EXERCISE OBJECTIVE:
When you reach the line that contains "#[derive(Copy, Clone, Debug, PartialEq, Eq)]" in the data below, start reproducing lines exactly, and stop after the line that contains "Nesting::Argument if steps.is_empty()".

Stored items from a collection:
┏━━

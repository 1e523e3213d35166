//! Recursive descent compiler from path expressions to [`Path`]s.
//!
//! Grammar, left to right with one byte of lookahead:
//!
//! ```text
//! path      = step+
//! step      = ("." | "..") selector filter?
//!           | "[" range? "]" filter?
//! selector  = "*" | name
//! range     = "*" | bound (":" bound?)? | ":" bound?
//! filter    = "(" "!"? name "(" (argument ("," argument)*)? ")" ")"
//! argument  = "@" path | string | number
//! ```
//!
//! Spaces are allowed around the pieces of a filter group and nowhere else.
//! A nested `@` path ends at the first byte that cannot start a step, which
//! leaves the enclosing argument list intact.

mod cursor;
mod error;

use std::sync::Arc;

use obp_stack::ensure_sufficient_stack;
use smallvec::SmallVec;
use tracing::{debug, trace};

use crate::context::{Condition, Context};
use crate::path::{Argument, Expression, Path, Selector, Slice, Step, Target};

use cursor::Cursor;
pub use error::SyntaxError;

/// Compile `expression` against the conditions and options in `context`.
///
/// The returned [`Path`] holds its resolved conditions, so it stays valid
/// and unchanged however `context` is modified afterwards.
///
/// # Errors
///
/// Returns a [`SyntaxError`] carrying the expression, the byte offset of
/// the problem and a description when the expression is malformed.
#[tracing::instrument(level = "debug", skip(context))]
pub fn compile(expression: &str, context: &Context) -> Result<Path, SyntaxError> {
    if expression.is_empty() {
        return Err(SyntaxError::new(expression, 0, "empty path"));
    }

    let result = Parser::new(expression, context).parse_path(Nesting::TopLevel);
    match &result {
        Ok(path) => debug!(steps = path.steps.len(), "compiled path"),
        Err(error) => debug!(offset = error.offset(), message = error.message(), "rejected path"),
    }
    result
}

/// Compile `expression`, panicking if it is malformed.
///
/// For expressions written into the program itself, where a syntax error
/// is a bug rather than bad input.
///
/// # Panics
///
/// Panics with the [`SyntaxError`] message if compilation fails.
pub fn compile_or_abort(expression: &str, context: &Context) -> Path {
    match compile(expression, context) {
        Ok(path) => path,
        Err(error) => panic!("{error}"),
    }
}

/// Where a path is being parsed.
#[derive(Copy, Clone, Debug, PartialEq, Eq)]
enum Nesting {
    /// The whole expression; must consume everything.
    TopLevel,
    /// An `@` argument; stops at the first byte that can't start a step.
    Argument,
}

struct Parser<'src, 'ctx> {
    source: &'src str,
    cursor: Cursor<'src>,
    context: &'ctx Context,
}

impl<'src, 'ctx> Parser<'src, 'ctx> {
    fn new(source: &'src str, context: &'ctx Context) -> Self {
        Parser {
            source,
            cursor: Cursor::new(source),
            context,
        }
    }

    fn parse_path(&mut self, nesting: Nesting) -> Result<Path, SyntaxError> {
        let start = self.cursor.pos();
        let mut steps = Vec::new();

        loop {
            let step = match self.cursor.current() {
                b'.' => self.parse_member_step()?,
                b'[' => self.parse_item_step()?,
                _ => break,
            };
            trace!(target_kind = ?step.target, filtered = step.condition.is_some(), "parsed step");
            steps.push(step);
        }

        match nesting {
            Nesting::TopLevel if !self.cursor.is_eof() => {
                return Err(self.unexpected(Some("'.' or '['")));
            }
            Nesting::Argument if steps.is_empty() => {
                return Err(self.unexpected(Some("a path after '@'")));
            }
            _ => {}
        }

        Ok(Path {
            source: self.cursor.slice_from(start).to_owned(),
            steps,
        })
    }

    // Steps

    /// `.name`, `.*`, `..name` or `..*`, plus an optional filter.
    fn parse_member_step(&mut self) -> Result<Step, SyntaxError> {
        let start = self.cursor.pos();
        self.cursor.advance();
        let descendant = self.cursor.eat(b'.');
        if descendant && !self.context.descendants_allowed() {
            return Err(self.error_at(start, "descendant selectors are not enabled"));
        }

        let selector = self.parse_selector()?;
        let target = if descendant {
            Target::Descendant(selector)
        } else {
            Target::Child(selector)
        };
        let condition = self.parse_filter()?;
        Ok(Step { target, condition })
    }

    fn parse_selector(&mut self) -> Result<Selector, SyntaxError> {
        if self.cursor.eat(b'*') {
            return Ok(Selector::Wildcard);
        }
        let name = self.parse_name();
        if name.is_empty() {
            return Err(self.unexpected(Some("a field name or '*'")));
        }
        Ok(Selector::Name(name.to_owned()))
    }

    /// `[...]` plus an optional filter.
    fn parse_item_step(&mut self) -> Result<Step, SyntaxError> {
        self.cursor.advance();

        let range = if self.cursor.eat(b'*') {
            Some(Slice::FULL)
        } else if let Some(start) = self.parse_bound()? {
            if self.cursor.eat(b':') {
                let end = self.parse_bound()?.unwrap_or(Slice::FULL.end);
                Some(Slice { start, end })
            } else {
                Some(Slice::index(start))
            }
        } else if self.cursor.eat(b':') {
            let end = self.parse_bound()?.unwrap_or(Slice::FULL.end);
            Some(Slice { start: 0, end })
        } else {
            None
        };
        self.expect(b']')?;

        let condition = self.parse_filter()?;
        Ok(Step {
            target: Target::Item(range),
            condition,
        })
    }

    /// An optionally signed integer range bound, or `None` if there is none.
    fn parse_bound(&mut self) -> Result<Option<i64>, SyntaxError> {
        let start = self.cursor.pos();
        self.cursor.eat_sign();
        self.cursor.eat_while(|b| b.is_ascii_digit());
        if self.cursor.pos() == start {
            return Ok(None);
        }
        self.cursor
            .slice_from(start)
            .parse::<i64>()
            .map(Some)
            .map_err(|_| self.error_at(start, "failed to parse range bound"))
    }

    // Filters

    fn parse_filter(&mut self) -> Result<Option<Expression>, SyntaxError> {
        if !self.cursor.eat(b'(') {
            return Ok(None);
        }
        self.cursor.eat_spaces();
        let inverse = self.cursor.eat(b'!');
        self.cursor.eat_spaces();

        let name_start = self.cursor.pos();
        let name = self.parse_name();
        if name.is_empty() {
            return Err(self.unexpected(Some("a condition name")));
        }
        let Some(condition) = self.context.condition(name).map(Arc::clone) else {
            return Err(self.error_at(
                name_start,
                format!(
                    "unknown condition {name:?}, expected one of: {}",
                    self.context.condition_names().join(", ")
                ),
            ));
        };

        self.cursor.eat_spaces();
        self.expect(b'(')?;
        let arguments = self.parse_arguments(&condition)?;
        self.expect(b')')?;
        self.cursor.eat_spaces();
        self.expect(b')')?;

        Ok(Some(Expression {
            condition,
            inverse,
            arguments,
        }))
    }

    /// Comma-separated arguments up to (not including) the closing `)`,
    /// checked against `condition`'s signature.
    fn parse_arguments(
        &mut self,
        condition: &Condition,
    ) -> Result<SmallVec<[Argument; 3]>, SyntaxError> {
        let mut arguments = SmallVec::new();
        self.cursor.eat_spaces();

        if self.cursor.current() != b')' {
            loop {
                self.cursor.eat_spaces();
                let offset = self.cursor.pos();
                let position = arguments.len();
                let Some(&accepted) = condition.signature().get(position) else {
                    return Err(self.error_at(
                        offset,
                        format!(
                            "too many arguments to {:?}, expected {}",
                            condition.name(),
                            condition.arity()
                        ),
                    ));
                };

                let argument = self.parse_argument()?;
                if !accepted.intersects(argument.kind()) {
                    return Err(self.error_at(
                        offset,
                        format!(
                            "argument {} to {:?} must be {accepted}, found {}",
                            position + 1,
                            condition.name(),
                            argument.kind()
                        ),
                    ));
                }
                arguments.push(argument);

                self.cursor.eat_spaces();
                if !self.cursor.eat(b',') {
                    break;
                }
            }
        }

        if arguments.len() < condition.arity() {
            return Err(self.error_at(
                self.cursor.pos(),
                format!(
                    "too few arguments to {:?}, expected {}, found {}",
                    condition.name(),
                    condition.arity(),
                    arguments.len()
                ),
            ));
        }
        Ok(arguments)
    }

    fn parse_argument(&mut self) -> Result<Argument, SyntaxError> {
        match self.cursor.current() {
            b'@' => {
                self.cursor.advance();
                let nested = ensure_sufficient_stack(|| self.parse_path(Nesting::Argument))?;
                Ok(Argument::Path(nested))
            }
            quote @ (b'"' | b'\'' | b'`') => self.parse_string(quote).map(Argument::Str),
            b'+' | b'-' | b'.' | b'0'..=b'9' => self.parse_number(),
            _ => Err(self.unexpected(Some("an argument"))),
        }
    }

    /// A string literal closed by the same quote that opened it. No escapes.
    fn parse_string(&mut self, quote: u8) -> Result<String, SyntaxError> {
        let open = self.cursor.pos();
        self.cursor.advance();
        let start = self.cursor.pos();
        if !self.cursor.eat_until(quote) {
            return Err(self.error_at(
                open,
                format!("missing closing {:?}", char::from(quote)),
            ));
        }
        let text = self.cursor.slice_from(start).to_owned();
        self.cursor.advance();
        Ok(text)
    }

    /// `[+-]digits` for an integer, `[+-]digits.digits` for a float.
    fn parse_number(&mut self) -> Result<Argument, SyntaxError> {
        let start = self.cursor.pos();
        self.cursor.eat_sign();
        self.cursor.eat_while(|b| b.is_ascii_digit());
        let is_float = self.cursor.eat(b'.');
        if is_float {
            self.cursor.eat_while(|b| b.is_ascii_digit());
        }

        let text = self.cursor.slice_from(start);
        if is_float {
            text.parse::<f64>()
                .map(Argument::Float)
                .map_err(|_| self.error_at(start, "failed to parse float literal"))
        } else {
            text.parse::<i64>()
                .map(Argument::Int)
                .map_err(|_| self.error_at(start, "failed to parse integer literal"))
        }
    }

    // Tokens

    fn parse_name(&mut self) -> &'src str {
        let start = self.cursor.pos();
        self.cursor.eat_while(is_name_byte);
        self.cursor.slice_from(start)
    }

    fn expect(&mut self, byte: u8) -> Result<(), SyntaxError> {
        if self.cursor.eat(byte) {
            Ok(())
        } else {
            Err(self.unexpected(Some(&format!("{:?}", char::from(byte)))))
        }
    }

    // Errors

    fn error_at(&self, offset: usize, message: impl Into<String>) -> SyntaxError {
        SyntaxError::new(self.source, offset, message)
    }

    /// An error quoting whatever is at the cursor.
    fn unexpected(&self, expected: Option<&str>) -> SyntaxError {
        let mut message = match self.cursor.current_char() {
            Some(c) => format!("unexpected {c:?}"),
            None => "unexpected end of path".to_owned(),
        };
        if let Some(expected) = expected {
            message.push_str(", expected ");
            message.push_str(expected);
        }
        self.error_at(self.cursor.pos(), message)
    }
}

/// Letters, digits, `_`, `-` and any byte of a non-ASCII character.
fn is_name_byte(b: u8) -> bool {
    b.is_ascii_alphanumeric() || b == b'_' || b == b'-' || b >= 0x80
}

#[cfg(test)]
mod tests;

┗━━
┏━━

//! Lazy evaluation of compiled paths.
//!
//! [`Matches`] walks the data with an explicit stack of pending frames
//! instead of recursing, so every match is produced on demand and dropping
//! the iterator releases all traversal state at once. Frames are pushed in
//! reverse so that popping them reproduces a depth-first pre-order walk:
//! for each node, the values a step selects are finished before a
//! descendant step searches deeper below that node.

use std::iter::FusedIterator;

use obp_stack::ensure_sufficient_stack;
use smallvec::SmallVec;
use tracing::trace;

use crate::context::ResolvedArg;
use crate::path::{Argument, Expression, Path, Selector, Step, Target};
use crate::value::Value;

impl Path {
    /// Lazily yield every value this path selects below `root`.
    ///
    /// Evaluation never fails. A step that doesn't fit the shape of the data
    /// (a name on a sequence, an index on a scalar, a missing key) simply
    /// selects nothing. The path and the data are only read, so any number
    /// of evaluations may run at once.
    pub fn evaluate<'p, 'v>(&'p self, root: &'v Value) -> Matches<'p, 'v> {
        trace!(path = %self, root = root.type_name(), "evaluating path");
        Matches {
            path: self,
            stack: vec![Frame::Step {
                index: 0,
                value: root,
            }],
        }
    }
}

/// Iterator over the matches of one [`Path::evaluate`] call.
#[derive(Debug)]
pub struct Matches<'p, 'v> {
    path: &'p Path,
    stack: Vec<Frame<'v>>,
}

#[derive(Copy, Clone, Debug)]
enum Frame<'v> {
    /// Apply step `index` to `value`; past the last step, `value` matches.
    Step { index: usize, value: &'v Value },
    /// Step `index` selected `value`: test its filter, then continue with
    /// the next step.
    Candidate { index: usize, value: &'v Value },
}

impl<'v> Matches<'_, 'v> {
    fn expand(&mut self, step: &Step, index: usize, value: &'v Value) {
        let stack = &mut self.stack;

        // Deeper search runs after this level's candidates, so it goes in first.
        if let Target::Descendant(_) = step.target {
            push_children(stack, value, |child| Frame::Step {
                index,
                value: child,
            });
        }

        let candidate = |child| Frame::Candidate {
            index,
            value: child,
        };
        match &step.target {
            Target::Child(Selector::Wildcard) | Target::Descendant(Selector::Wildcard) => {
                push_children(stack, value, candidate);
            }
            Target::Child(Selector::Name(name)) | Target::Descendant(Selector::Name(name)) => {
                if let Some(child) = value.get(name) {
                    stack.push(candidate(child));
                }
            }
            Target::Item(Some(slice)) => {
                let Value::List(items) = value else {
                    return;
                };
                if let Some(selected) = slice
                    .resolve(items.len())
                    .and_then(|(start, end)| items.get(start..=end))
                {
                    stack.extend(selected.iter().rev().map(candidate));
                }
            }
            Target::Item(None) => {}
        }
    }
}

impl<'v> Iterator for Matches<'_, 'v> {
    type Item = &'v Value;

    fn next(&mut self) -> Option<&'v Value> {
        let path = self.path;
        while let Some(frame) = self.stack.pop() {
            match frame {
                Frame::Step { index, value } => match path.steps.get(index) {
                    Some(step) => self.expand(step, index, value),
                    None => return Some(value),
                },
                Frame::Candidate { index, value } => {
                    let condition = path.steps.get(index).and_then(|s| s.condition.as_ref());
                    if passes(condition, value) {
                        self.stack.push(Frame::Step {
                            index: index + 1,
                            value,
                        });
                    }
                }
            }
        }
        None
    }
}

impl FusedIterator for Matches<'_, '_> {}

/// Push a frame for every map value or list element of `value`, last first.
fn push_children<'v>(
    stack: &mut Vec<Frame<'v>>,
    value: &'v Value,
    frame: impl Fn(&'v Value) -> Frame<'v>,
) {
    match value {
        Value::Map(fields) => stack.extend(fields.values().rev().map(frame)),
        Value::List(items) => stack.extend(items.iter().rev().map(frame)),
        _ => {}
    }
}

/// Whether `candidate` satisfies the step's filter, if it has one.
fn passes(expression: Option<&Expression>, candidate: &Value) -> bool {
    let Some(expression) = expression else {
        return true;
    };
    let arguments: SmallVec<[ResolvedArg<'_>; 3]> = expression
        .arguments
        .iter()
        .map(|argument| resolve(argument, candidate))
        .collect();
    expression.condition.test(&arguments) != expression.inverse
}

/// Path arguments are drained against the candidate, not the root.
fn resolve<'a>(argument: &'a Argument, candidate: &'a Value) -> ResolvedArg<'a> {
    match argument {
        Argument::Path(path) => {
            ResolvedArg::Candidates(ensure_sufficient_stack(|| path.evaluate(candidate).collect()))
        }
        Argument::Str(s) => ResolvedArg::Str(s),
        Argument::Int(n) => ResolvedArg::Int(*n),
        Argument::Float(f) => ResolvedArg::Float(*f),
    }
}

┗━━

RESPONSE TO THIS TASK:
#[derive(Copy, Clone, Debug, PartialEq, Eq)]
enum Nesting {
    /// The whole expression; must consume everything.
    TopLevel,
    /// An `@` argument; stops at the first byte that can't start a step.
    Argument,
}

struct Parser<'src, 'ctx> {
    source: &'src str,
    cursor: Cursor<'src>,
    context: &'ctx Context,
}

impl<'src, 'ctx> Parser<'src, 'ctx> {
    fn new(source: &'src str, context: &'ctx Context) -> Self {
        Parser {
            source,
            cursor: Cursor::new(source),
            context,
        }
    }

    fn parse_path(&mut self, nesting: Nesting) -> Result<Path, SyntaxError> {
        let start = self.cursor.pos();
        let mut steps = Vec::new();

        loop {
            let step = match self.cursor.current() {
                b'.' => self.parse_member_step()?,
                b'[' => self.parse_item_step()?,
                _ => break,
            };
            trace!(target_kind = ?step.target, filtered = step.condition.is_some(), "parsed step");
            steps.push(step);
        }

        match nesting {
            Nesting::TopLevel if !self.cursor.is_eof() => {
                return Err(self.unexpected(Some("'.' or '['")));
            }
            Nesting::Argument if steps.is_empty() => {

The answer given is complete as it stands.